──────── MATERIAL SHOWN
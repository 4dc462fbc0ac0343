//! Element descriptors: immutable descriptions of what to render.

use crate::class::ComponentClass;
use crate::props::{CHILDREN, KEY, PropValue, Props, format_number};
use std::fmt;
use std::rc::Rc;

/// A renderable node: a primitive leaf or an element descriptor.
#[derive(Debug, Clone, PartialEq)]
pub enum Node {
    Text(String),
    Number(f64),
    Element(ElementDescriptor),
}

impl Node {
    /// Whether this node mounts as a text component.
    pub fn is_primitive(&self) -> bool {
        matches!(self, Node::Text(_) | Node::Number(_))
    }

    /// String form of a primitive leaf.
    pub fn text_value(&self) -> Option<String> {
        match self {
            Node::Text(s) => Some(s.clone()),
            Node::Number(n) => Some(format_number(*n)),
            Node::Element(_) => None,
        }
    }

    pub fn as_element(&self) -> Option<&ElementDescriptor> {
        match self {
            Node::Element(element) => Some(element),
            _ => None,
        }
    }
}

impl From<&str> for Node {
    fn from(text: &str) -> Self {
        Node::Text(text.to_string())
    }
}

impl From<String> for Node {
    fn from(text: String) -> Self {
        Node::Text(text)
    }
}

impl From<&String> for Node {
    fn from(text: &String) -> Self {
        Node::Text(text.clone())
    }
}

impl From<f64> for Node {
    fn from(n: f64) -> Self {
        Node::Number(n)
    }
}

impl From<f32> for Node {
    fn from(n: f32) -> Self {
        Node::Number(f64::from(n))
    }
}

impl From<i32> for Node {
    fn from(n: i32) -> Self {
        Node::Number(f64::from(n))
    }
}

impl From<u32> for Node {
    fn from(n: u32) -> Self {
        Node::Number(f64::from(n))
    }
}

impl From<i64> for Node {
    fn from(n: i64) -> Self {
        Node::Number(n as f64)
    }
}

impl From<usize> for Node {
    fn from(n: usize) -> Self {
        Node::Number(n as f64)
    }
}

impl From<ElementDescriptor> for Node {
    fn from(element: ElementDescriptor) -> Self {
        Node::Element(element)
    }
}

/// What a descriptor mounts as: a built-in tag or a user component class.
#[derive(Clone, PartialEq)]
pub enum ElementType {
    Host(String),
    Composite(ComponentClass),
}

impl ElementType {
    /// Tag name or class name, for diagnostics.
    pub fn name(&self) -> &str {
        match self {
            ElementType::Host(tag) => tag,
            ElementType::Composite(class) => class.name(),
        }
    }
}

impl fmt::Debug for ElementType {
    fn fmt(&self, f: &mut fmt::Formatter<'_>) -> fmt::Result {
        match self {
            ElementType::Host(tag) => write!(f, "Host({tag:?})"),
            ElementType::Composite(class) => write!(f, "Composite({})", class.name()),
        }
    }
}

impl From<&str> for ElementType {
    fn from(tag: &str) -> Self {
        ElementType::Host(tag.to_string())
    }
}

impl From<String> for ElementType {
    fn from(tag: String) -> Self {
        ElementType::Host(tag)
    }
}

impl From<ComponentClass> for ElementType {
    fn from(class: ComponentClass) -> Self {
        ElementType::Composite(class)
    }
}

impl From<&ComponentClass> for ElementType {
    fn from(class: &ComponentClass) -> Self {
        ElementType::Composite(class.clone())
    }
}

#[derive(Debug, PartialEq)]
struct ElementData {
    ty: ElementType,
    key: Option<String>,
    props: Props,
}

/// Immutable description of an element: its type, optional key and props.
///
/// Cloning is cheap; clones share the same description.
#[derive(Clone, PartialEq)]
pub struct ElementDescriptor(Rc<ElementData>);

impl ElementDescriptor {
    pub fn new(ty: impl Into<ElementType>, key: Option<String>, props: Props) -> Self {
        Self(Rc::new(ElementData {
            ty: ty.into(),
            key,
            props,
        }))
    }

    pub fn element_type(&self) -> &ElementType {
        &self.0.ty
    }

    /// Tag name for host elements.
    pub fn tag_name(&self) -> Option<&str> {
        match &self.0.ty {
            ElementType::Host(tag) => Some(tag),
            ElementType::Composite(_) => None,
        }
    }

    pub fn key(&self) -> Option<&str> {
        self.0.key.as_deref()
    }

    pub fn props(&self) -> &Props {
        &self.0.props
    }

    pub fn children(&self) -> &[Node] {
        self.0.props.children()
    }
}

impl fmt::Debug for ElementDescriptor {
    fn fmt(&self, f: &mut fmt::Formatter<'_>) -> fmt::Result {
        f.debug_struct("ElementDescriptor")
            .field("type", &self.0.ty)
            .field("key", &self.0.key)
            .field("props", &self.0.props)
            .finish()
    }
}

/// Build a descriptor.
///
/// Every config entry except `key` is copied into fresh props; a truthy `key`
/// is stored on the descriptor. Children are always stored as an ordered
/// sequence under `children`; when no children are passed, a `children`
/// entry from the config is kept.
///
/// # Example
/// ```
/// use rosette_dom::{Node, Props, create_element};
///
/// let element = create_element("div", Some(Props::new().with("id", "x")), vec![Node::from("hi")]);
/// assert_eq!(element.tag_name(), Some("div"));
/// assert_eq!(element.children(), &[Node::from("hi")]);
/// ```
pub fn create_element(
    ty: impl Into<ElementType>,
    config: Option<Props>,
    children: Vec<Node>,
) -> ElementDescriptor {
    let mut props = Props::new();
    let mut key = None;

    for (name, value) in config.into_iter().flatten() {
        if name == KEY {
            if value.is_truthy() {
                key = value.to_attribute_value();
            }
            continue;
        }
        props.insert(name, value);
    }

    if !children.is_empty() {
        props.insert(CHILDREN, PropValue::Children(children));
    }

    ElementDescriptor::new(ty, key, props)
}
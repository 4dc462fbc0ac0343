use super::{ComponentInstance, MountContext};
use crate::element::ElementDescriptor;
use crate::error::RenderResult;
use crate::event::{DelegationId, event_type_for};
use crate::factory::instantiate_component_with;
use crate::identity::{REACT_ID_ATTRIBUTE, ReactId};
use crate::props::{CHILDREN, PropValue};
use rosette_core::profiling::profile_function;
use std::fmt::Write;

/// Mounts a built-in tag: writes its attributes, delegates its event props
/// and mounts its children at `id.0`, `id.1`, ...
#[derive(Debug)]
pub struct HostComponent {
    current_element: ElementDescriptor,
    root_node_id: Option<ReactId>,
    pub(crate) mount_index: Option<usize>,
    rendered_children: Vec<ComponentInstance>,
    delegations: Vec<DelegationId>,
}

impl HostComponent {
    pub fn new(element: ElementDescriptor) -> Self {
        Self {
            current_element: element,
            root_node_id: None,
            mount_index: None,
            rendered_children: Vec::new(),
            delegations: Vec::new(),
        }
    }

    pub fn element(&self) -> &ElementDescriptor {
        &self.current_element
    }

    pub fn tag_name(&self) -> &str {
        self.current_element.tag_name().unwrap_or_default()
    }

    pub fn root_node_id(&self) -> Option<&ReactId> {
        self.root_node_id.as_ref()
    }

    /// Child instances, in the order they were mounted.
    pub fn rendered_children(&self) -> &[ComponentInstance] {
        &self.rendered_children
    }

    /// Delegations registered for this element's event props.
    pub fn delegations(&self) -> &[DelegationId] {
        &self.delegations
    }

    pub fn mount_component(
        &mut self,
        id: ReactId,
        ctx: &mut MountContext<'_>,
    ) -> RenderResult<String> {
        profile_function!();
        tracing::trace!(%id, tag = self.tag_name(), "mounting host component");

        self.root_node_id = Some(id.clone());
        self.rendered_children.clear();
        self.delegations.clear();

        let element = self.current_element.clone();
        let tag = element.tag_name().unwrap_or_default();

        let mut markup = String::new();
        let _ = write!(markup, "<{} {}=\"{}\"", tag, REACT_ID_ATTRIBUTE, id);

        for (name, value) in element.props().iter() {
            if name == CHILDREN {
                continue;
            }

            if let Some(event_type) = event_type_for(name) {
                match value {
                    PropValue::Handler(handler) => {
                        let delegation =
                            ctx.bridge.delegate(id.selector(), &event_type, handler.clone())?;
                        self.delegations.push(delegation);
                    }
                    PropValue::Null => {}
                    other => {
                        tracing::warn!(
                            %id,
                            prop = name,
                            value = ?other,
                            "event prop is not a handler, ignoring"
                        );
                    }
                }
                continue;
            }

            if !value.is_truthy() {
                continue;
            }
            match value.to_attribute_value() {
                Some(attribute) => {
                    let _ = write!(markup, " {}={}", name, attribute);
                }
                None => {
                    tracing::warn!(%id, prop = name, "prop has no attribute form, skipping");
                }
            }
        }
        markup.push('>');

        for (index, child) in element.children().iter().enumerate() {
            let mut instance = instantiate_component_with(child, ctx.config)?;
            instance.set_mount_index(index);
            let child_markup = instance.mount_component(id.child(index), ctx)?;
            markup.push_str(&ctx.config.child_separator);
            markup.push_str(&child_markup);
            self.rendered_children.push(instance);
        }

        let _ = write!(markup, "</{}>", tag);

        Ok(markup)
    }
}

#[cfg(test)]
mod tests {
    use super::*;
    use crate::class::{ClassSpec, create_class};
    use crate::component::MountReadyQueue;
    use crate::element::{Node, create_element};
    use crate::error::RenderError;
    use crate::event::{EventBridge, EventHandler};
    use crate::props::Props;
    use crate::render::RenderConfig;
    use rosette_host::MockDocument;
    use std::rc::Rc;

    #[test]
    fn test_id_recorded_when_child_fails() {
        let doc = Rc::new(MockDocument::new());
        let mut bridge = EventBridge::new(doc);
        let mut queue = MountReadyQueue::new();
        let config = RenderConfig::default();

        let broken = create_class(
            ClassSpec::new()
                .display_name("Broken")
                .component_will_mount(|_| Err("not ready".into()))
                .render(|_| Some(Node::from("never"))),
        );
        let element = create_element(
            "div",
            Some(Props::new().with("onClick", EventHandler::new(|_| {}))),
            vec![Node::from("ok"), Node::from(create_element(&broken, None, Vec::new()))],
        );

        let mut host = HostComponent::new(element);
        let mut ctx = MountContext::new(&mut bridge, &mut queue, &config);
        let err = host.mount_component(ReactId::root(3), &mut ctx).unwrap_err();

        assert!(matches!(err, RenderError::WillMount { .. }));
        assert_eq!(host.root_node_id(), Some(&ReactId::root(3)));
        assert_eq!(host.delegations().len(), 1);
        assert_eq!(host.rendered_children().len(), 1);
    }
}
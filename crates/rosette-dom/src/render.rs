//! Render entry point.
//!
//! A [`Renderer`] owns everything a render pass shares across calls: the root
//! index counter, the event bridge with its delegations and the last tree
//! mounted into each container.
//!
//! # Example
//! ```
//! use std::rc::Rc;
//! use rosette_dom::{Renderer, create_element, nodes, props};
//! use rosette_host::MockDocument;
//!
//! let doc = Rc::new(MockDocument::new().with_container("app"));
//! let mut renderer = Renderer::new(doc.clone());
//!
//! let root = renderer
//!     .render(create_element("div", Some(props! { "id" => "x" }), nodes!["hi"]), "app")
//!     .unwrap();
//! assert_eq!(root.as_str(), "0");
//! assert_eq!(
//!     doc.inner_html("app").as_deref(),
//!     Some("<div data-reactid=\"0\" id=x> <span data-reactid=\"0.0\">hi</span></div>")
//! );
//! ```

use crate::component::{ComponentInstance, MountContext, MountReadyQueue};
use crate::element::Node;
use crate::error::{RenderError, RenderResult};
use crate::event::EventBridge;
use crate::factory::instantiate_component_with;
use crate::identity::ReactId;
use indexmap::IndexMap;
use rosette_core::profiling::{new_frame, profile_function, profile_scope};
use rosette_host::HostDocument;
use std::rc::Rc;

/// Default name of the event dispatched once a render pass is complete.
pub const MOUNT_READY_EVENT: &str = "mountReady";

/// Render pass settings.
#[derive(Debug, Clone, PartialEq, Eq)]
pub struct RenderConfig {
    /// Custom event dispatched on the document after the post-mount hooks
    /// have run. `None` disables it.
    pub mount_ready_event: Option<String>,
    /// Reject host tag names that are not valid element names.
    pub validate_tag_names: bool,
    /// Written before each child's markup.
    pub child_separator: String,
}

impl Default for RenderConfig {
    fn default() -> Self {
        Self {
            mount_ready_event: Some(MOUNT_READY_EVENT.to_string()),
            validate_tag_names: true,
            child_separator: " ".to_string(),
        }
    }
}

impl RenderConfig {
    pub fn with_mount_ready_event(mut self, event_type: impl Into<String>) -> Self {
        self.mount_ready_event = Some(event_type.into());
        self
    }

    pub fn without_mount_ready_event(mut self) -> Self {
        self.mount_ready_event = None;
        self
    }

    pub fn with_validate_tag_names(mut self, validate: bool) -> Self {
        self.validate_tag_names = validate;
        self
    }

    pub fn with_child_separator(mut self, separator: impl Into<String>) -> Self {
        self.child_separator = separator.into();
        self
    }
}

/// Mounts descriptor trees into host containers.
pub struct Renderer {
    bridge: EventBridge,
    config: RenderConfig,
    next_root_index: u64,
    mounted: IndexMap<String, ComponentInstance>,
}

impl Renderer {
    pub fn new(host: Rc<dyn HostDocument>) -> Self {
        Self::with_config(host, RenderConfig::default())
    }

    pub fn with_config(host: Rc<dyn HostDocument>, config: RenderConfig) -> Self {
        Self {
            bridge: EventBridge::new(host),
            config,
            next_root_index: 0,
            mounted: IndexMap::new(),
        }
    }

    /// Mount `node` as the entire content of `container` and return its root id.
    ///
    /// Every call consumes a fresh root index, including calls that fail.
    /// Pre-mount failures abort before the container is written. Post-mount
    /// hooks all run once the container has been written; if any of them
    /// fail the tree stays mounted and [`RenderError::DidMount`] lists the
    /// failures.
    pub fn render(&mut self, node: impl Into<Node>, container: &str) -> RenderResult<ReactId> {
        new_frame();
        profile_function!();
        let node = node.into();

        let root = ReactId::root(self.next_root_index);
        self.next_root_index += 1;

        let span = tracing::debug_span!("render", root = %root, container);
        let _guard = span.enter();

        let mut instance = instantiate_component_with(&node, &self.config)?;
        let mut mount_ready = MountReadyQueue::new();
        let markup = {
            let mut ctx = MountContext::new(&mut self.bridge, &mut mount_ready, &self.config);
            instance.mount_component(root.clone(), &mut ctx)?
        };

        self.bridge.host().set_inner_html(container, &markup)?;
        tracing::debug!(
            bytes = markup.len(),
            pending = mount_ready.len(),
            "container written"
        );
        self.mounted.insert(container.to_string(), instance);

        let failures = {
            profile_scope!("mount_ready");
            mount_ready.flush()
        };

        if let Some(event_type) = &self.config.mount_ready_event {
            self.bridge.dispatch(event_type, [("root", root.as_str())])?;
        }

        if !failures.is_empty() {
            return Err(RenderError::DidMount { root, failures });
        }
        Ok(root)
    }

    /// Root index the next `render` call will use.
    pub fn next_root_index(&self) -> u64 {
        self.next_root_index
    }

    /// The tree last mounted into `container`.
    pub fn mounted_root(&self, container: &str) -> Option<&ComponentInstance> {
        self.mounted.get(container)
    }

    pub fn bridge(&self) -> &EventBridge {
        &self.bridge
    }

    pub fn bridge_mut(&mut self) -> &mut EventBridge {
        &mut self.bridge
    }

    pub fn config(&self) -> &RenderConfig {
        &self.config
    }
}

impl std::fmt::Debug for Renderer {
    fn fmt(&self, f: &mut std::fmt::Formatter<'_>) -> std::fmt::Result {
        f.debug_struct("Renderer")
            .field("config", &self.config)
            .field("next_root_index", &self.next_root_index)
            .field("containers", &self.mounted.keys().collect::<Vec<_>>())
            .field("bridge", &self.bridge)
            .finish()
    }
}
────────────────
## THE TASK:
Report back every line of the entries in which "super" occurs.

## EXERCISE OUTPUT:
use super::{ComponentInstance, MountContext};
    use super::*;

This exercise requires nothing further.